ETL Data Pipelines Flashcards
What is process Intelligence ETL?
The data ingestion component. It automates data extractions and transformations from external source systems and loads it directly to SAP Signavio Process Intelligence
How is this setup on process intelligence?
there is not need to configure a staging environment, if you’re extracting from on-prem it requires an additional setup on the system side
[creation of ETL Data Pipelines] What happens during the Extract phase?
- configure data sources
- configure integrations
- click extract
[creation of ETL Data Pipelines] What happens during the Transform phase?
- configure business objects [sql scripts]
- preview sql scripts
[creation of ETL Data Pipelines] What happens during the Load phase?
- select or create a process
- click run
What does SAP Signavio ETL use to carry out ETL?

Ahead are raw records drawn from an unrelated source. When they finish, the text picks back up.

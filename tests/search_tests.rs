//! Search tests to verify the engine finds correct moves in various positions.

use chess_rules_ai::board::{Evaluator, MaterialEvaluator, MATE_SCORE};
use chess_rules_ai::{Color, Game, SearchConfig, SearchEngine};

fn engine(depth: u32) -> SearchEngine {
    SearchEngine::new(SearchConfig {
        seed: Some(1),
        ..SearchConfig::with_depth(depth)
    })
}

/// Test that the engine finds a simple mate in 1
#[test]
fn finds_mate_in_one_back_rank() {
    // White to move, Qe8# is mate
    let mut game = Game::from_fen("6k1/5ppp/8/8/8/8/8/4Q2K w - - 0 1");
    let best = engine(3).find_best_move(&mut game);
    let mv = best.expect("Should find a move");
    assert_eq!(mv.to_string(), "e1-e8", "Should find Qe8# (back rank mate)");
}

/// Test that the engine finds a simple mate in 1 with queen
#[test]
fn finds_mate_in_one_queen() {
    // White to move, Qxf7# is mate
    let mut game =
        Game::from_fen("r1bqkb1r/pppp1ppp/2n2n2/4p2Q/2B1P3/8/PPPP1PPP/RNB1K1NR w KQkq - 0 4");
    let mv = engine(2).find_best_move(&mut game).expect("Should find a move");
    assert_eq!(mv.to_string(), "h5-f7", "Should find Qxf7# (scholar's mate)");

    game.move_piece(mv.from, mv.to, None);
    assert!(game.is_checkmate(Color::Black));
}

/// Test that the engine sees a mate in two through quiescence
#[test]
fn finds_forced_mate_in_two() {
    // Rook ladder: Ra7 (or Rb7) then mate on the back rank
    let mut game = Game::from_fen("7k/8/8/8/8/8/R7/1R4K1 w - - 0 1");
    let result = engine(3).analyze(&mut game);
    assert_eq!(result.score, MATE_SCORE);
    let mv = result.best_move.expect("Should find a move");
    assert!(
        ["a2-a7", "b1-b7"].contains(&mv.to_string().as_str()),
        "unexpected move {mv}"
    );
}

/// Test that the engine avoids giving away material
#[test]
fn avoids_hanging_queen() {
    // White to move, should not hang the queen
    let mut game =
        Game::from_fen("r1bqkbnr/pppppppp/2n5/8/4P3/5Q2/PPPP1PPP/RNB1KBNR w KQkq - 0 3");
    let mv = engine(2).find_best_move(&mut game).expect("Should find a move");
    // Qxf7+ wins a pawn and loses the queen to Kxf7
    assert_ne!(mv.to_string(), "f3-f7", "Should not give the queen for a pawn");
}

/// Test that search handles single legal move positions
#[test]
fn single_legal_move() {
    // White king on a1 must take the rook on a2
    let mut game = Game::from_fen("7k/8/8/8/8/8/r7/K1r5 w - - 0 1");
    assert_eq!(game.all_legal_moves().len(), 1);
    let mv = engine(3).find_best_move(&mut game).expect("Should find a move");
    assert_eq!(mv.to_string(), "a1-a2", "Only legal move should be Kxa2");
}

/// Test that search returns None for checkmate position
#[test]
fn no_move_in_checkmate() {
    // White is checkmated
    let mut game =
        Game::from_fen("rnb1kbnr/pppp1ppp/4p3/8/6Pq/5P2/PPPPP2P/RNBQKBNR w KQkq - 0 1");
    assert!(game.is_checkmate(Color::White), "Position should be checkmate");
    assert!(engine(3).find_best_move(&mut game).is_none());
}

/// Test that stalemate is correctly identified
#[test]
fn identifies_stalemate() {
    // Black king on a8, white queen on b6, white king on c6
    let mut game = Game::from_fen("k7/8/1QK5/8/8/8/8/8 b - - 0 1");
    assert!(game.is_stalemate(Color::Black), "Position should be stalemate");
    assert!(!game.is_checkmate(Color::Black), "Position should not be checkmate");
    assert!(engine(2).find_best_move(&mut game).is_none());
}

/// Test evaluation is symmetric
#[test]
fn evaluation_symmetry() {
    let game = Game::new();
    assert_eq!(MaterialEvaluator::default().evaluate(&game), 0.0);
}

/// Test that positions with material advantage evaluate correctly
#[test]
fn evaluation_material_advantage() {
    let eval = MaterialEvaluator::default();
    // White up a queen
    let white_up = Game::from_fen("rnb1kbnr/pppppppp/8/8/8/8/PPPPPPPP/RNBQKBNR w KQkq - 0 1");
    // Black up a queen
    let black_up = Game::from_fen("rnbqkbnr/pppppppp/8/8/8/8/PPPPPPPP/RNB1KBNR w KQkq - 0 1");

    assert_eq!(eval.evaluate(&white_up), 90.0);
    assert_eq!(eval.evaluate(&black_up), -90.0);
}

/// Test that a default-depth search from the start completes
#[test]
fn search_completes_at_default_depth() {
    use std::time::Instant;

    let mut game = Game::new();
    let start = Instant::now();
    let best = SearchEngine::default().find_best_move(&mut game);
    let elapsed = start.elapsed();

    let mv = best.expect("Should find a move at the default depth");
    assert!(game.all_legal_moves().contains(&mv));
    assert!(elapsed.as_secs() < 60, "Search took too long: {elapsed:?}");
}

/// Both sides searching alternately keep producing legal moves
#[test]
fn engine_plays_both_sides() {
    let mut game = Game::new();
    let mut engine = engine(2);
    for _ in 0..8 {
        let Some(mv) = engine.find_best_move(&mut game) else {
            break;
        };
        assert!(game.try_move(mv.from, mv.to, None).is_ok(), "{mv} was refused");
    }
    assert!(game.history().len() == 8 || game.is_game_over());
}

they use standard connectors and provides an interface to extract, transform and load data. All interaction stays within the system.
what are the 3 main components of PI ETL
1- data source management
2. integration management
3. data model management
[image 6]
What do the the 3 main components do?
they are the integrated features of ETL, which together setup data pipelines
What is data source management
the framework to manage online data sources. it includes credential mgmt and scheduling
What does data sources establish?
a connection to the source system
What is integration management
the framework to define what, how and when to extract data. it includes pseudonymisation (techniques that replace, remove or transform information that identifies individuals, and keep that information separate) and partitioning schemas
How to extract, when the system is on prem?
On-premises Extractors are needed, it can then be set up under integrations where the specific tables and schedules for continuous loads can be defined
What are the two options for integration?
- Simple method
- intricate method
What is the simple method?
select the tables and fields through a graphical interface.
you can add a partition strategy in case of large tables and define field using a delta criteria
What is the intricate method?
write your own extraction scripts with SQL